START Given data
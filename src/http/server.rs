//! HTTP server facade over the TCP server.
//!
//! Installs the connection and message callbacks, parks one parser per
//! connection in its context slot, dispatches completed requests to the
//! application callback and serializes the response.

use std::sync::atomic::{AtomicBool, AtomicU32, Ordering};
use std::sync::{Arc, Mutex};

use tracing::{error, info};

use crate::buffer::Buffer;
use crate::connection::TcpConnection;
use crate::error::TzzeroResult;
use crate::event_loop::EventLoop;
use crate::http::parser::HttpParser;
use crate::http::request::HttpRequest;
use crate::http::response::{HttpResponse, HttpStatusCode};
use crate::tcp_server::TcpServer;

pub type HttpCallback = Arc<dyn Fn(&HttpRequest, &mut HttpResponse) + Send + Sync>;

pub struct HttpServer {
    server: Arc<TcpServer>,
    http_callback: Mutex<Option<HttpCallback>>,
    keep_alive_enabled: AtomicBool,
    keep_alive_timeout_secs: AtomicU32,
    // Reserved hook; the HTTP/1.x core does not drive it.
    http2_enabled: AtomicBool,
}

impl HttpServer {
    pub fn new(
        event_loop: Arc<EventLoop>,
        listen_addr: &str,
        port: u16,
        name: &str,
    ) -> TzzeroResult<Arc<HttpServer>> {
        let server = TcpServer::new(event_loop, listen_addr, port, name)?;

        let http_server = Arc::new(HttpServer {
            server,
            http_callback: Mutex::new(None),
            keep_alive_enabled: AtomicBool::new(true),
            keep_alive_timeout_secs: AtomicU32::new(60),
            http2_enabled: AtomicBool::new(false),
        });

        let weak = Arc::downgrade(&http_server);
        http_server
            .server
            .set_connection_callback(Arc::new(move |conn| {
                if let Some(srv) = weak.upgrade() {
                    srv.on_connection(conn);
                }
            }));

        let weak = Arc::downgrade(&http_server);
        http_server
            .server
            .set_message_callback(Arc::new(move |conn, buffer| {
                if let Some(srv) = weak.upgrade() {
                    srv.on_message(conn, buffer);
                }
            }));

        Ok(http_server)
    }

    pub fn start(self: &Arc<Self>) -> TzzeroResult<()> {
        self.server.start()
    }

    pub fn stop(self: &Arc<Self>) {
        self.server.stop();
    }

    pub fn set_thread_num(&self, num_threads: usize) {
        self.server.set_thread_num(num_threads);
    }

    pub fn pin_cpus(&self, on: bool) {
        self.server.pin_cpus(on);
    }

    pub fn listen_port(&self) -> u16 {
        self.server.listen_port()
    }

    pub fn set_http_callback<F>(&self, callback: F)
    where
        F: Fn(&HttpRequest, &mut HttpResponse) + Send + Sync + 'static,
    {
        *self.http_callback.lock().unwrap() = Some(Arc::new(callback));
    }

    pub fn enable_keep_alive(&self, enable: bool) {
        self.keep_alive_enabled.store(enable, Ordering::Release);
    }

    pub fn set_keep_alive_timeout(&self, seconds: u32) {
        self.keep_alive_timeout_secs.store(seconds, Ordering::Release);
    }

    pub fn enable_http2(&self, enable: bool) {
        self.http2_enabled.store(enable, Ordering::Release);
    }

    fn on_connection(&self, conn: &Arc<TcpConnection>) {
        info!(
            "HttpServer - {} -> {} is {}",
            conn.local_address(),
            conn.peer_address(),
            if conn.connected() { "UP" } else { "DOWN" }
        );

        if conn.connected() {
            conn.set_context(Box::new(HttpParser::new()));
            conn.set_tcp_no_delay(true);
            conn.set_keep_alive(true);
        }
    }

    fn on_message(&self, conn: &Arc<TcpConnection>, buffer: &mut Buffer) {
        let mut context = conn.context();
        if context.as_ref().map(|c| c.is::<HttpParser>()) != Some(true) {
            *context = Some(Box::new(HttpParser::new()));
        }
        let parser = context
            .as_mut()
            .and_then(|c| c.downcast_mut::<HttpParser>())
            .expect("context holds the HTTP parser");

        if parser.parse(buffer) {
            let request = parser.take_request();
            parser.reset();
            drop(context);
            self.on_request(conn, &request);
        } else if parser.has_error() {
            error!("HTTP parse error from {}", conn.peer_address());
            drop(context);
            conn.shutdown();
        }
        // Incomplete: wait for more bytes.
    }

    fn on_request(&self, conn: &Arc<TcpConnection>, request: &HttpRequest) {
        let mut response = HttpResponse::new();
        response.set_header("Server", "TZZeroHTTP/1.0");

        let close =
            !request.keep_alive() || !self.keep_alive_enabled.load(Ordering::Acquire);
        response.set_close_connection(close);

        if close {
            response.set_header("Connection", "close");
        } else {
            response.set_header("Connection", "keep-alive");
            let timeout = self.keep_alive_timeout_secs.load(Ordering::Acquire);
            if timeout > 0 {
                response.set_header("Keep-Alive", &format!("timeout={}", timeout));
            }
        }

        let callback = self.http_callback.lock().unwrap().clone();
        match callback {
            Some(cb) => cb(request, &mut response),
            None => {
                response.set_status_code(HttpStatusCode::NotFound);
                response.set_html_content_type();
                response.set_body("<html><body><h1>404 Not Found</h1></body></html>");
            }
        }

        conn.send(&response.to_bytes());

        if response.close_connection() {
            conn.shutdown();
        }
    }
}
END Given data
■ Work item ■
From the first line through the last, give the data above again exactly.

■ The answer ■
filename src/http/server.rs
//! HTTP server facade over the TCP server.
//!
//! Installs the connection and message callbacks, parks one parser per
//! connection in its context slot, dispatches completed requests to the
//! application callback and serializes the response.

use std::sync::atomic::{AtomicBool, AtomicU32, Ordering};
use std::sync::{Arc, Mutex};

use tracing::{error, info};

use crate::buffer::Buffer;
use crate::connection::TcpConnection;
use crate::error::TzzeroResult;
use crate::event_loop::EventLoop;
use crate::http::parser::HttpParser;
use crate::http::request::HttpRequest;
use crate::http::response::{HttpResponse, HttpStatusCode};
use crate::tcp_server::TcpServer;

pub type HttpCallback = Arc<dyn Fn(&HttpRequest, &mut HttpResponse) + Send + Sync>;

pub struct HttpServer {
    server: Arc<TcpServer>,
    http_callback: Mutex<Option<HttpCallback>>,
    keep_alive_enabled: AtomicBool,
    keep_alive_timeout_secs: AtomicU32,
    // Reserved hook; the HTTP/1.x core does not drive it.
    http2_enabled: AtomicBool,
}

impl HttpServer {
    pub fn new(
        event_loop: Arc<EventLoop>,
        listen_addr: &str,
        port: u16,
        name: &str,
    ) -> TzzeroResult<Arc<HttpServer>> {
        let server = TcpServer::new(event_loop, listen_addr, port, name)?;

        let http_server = Arc::new(HttpServer {
            server,
            http_callback: Mutex::new(None),
            keep_alive_enabled: AtomicBool::new(true),
            keep_alive_timeout_secs: AtomicU32::new(60),
            http2_enabled: AtomicBool::new(false),
        });

        let weak = Arc::downgrade(&http_server);
        http_server
            .server
            .set_connection_callback(Arc::new(move |conn| {
                if let Some(srv) = weak.upgrade() {
                    srv.on_connection(conn);
                }
            }));

        let weak = Arc::downgrade(&http_server);
        http_server
            .server
            .set_message_callback(Arc::new(move |conn, buffer| {
                if let Some(srv) = weak.upgrade() {
                    srv.on_message(conn, buffer);
                }
            }));

        Ok(http_server)
    }

    pub fn start(self: &Arc<Self>) -> TzzeroResult<()> {
        self.server.start()
    }

    pub fn stop(self: &Arc<Self>) {
        self.server.stop();
    }

    pub fn set_thread_num(&self, num_threads: usize) {
        self.server.set_thread_num(num_threads);
    }

    pub fn pin_cpus(&self, on: bool) {
        self.server.pin_cpus(on);
    }

    pub fn listen_port(&self) -> u16 {
        self.server.listen_port()
    }

    pub fn set_http_callback<F>(&self, callback: F)
    where
        F: Fn(&HttpRequest, &mut HttpResponse) + Send + Sync + 'static,
    {
        *self.http_callback.lock().unwrap() = Some(Arc::new(callback));
    }

    pub fn enable_keep_alive(&self, enable: bool) {
        self.keep_alive_enabled.store(enable, Ordering::Release);
    }

    pub fn set_keep_alive_timeout(&self, seconds: u32) {
        self.keep_alive_timeout_secs.store(seconds, Ordering::Release);
    }

    pub fn enable_http2(&self, enable: bool) {
        self.http2_enabled.store(enable, Ordering::Release);
    }

    fn on_connection(&self, conn: &Arc<TcpConnection>) {
        info!(
            "HttpServer - {} -> {} is {}",
            conn.local_address(),
            conn.peer_address(),
            if conn.connected() { "UP" } else { "DOWN" }
        );

        if conn.connected() {
            conn.set_context(Box::new(HttpParser::new()));
            conn.set_tcp_no_delay(true);
            conn.set_keep_alive(true);
        }
    }

    fn on_message(&self, conn: &Arc<TcpConnection>, buffer: &mut Buffer) {
        let mut context = conn.context();
        if context.as_ref().map(|c| c.is::<HttpParser>()) != Some(true) {
            *context = Some(Box::new(HttpParser::new()));
        }
        let parser = context
            .as_mut()
            .and_then(|c| c.downcast_mut::<HttpParser>())
            .expect("context holds the HTTP parser");

        if parser.parse(buffer) {
            let request = parser.take_request();
            parser.reset();
            drop(context);
            self.on_request(conn, &request);
        } else if parser.has_error() {
            error!("HTTP parse error from {}", conn.peer_address());
            drop(context);
            conn.shutdown();
        }
        // Incomplete: wait for more bytes.
    }

    fn on_request(&self, conn: &Arc<TcpConnection>, request: &HttpRequest) {
        let mut response = HttpResponse::new();
        response.set_header("Server", "TZZeroHTTP/1.0");

        let close =
            !request.keep_alive() || !self.keep_alive_enabled.load(Ordering::Acquire);
        response.set_close_connection(close);

        if close {
            response.set_header("Connection", "close");
        } else {
            response.set_header("Connection", "keep-alive");
            let timeout = self.keep_alive_timeout_secs.load(Ordering::Acquire);
            if timeout > 0 {
                response.set_header("Keep-Alive", &format!("timeout={}", timeout));
            }
        }

        let callback = self.http_callback.lock().unwrap().clone();
        match callback {
            Some(cb) => cb(request, &mut response),
            None => {
                response.set_status_code(HttpStatusCode::NotFound);
                response.set_html_content_type();
                response.set_body("<html><body><h1>404 Not Found</h1></body></html>");
            }
        }

        conn.send(&response.to_bytes());

        if response.close_connection() {
            conn.shutdown();
        }
    }
}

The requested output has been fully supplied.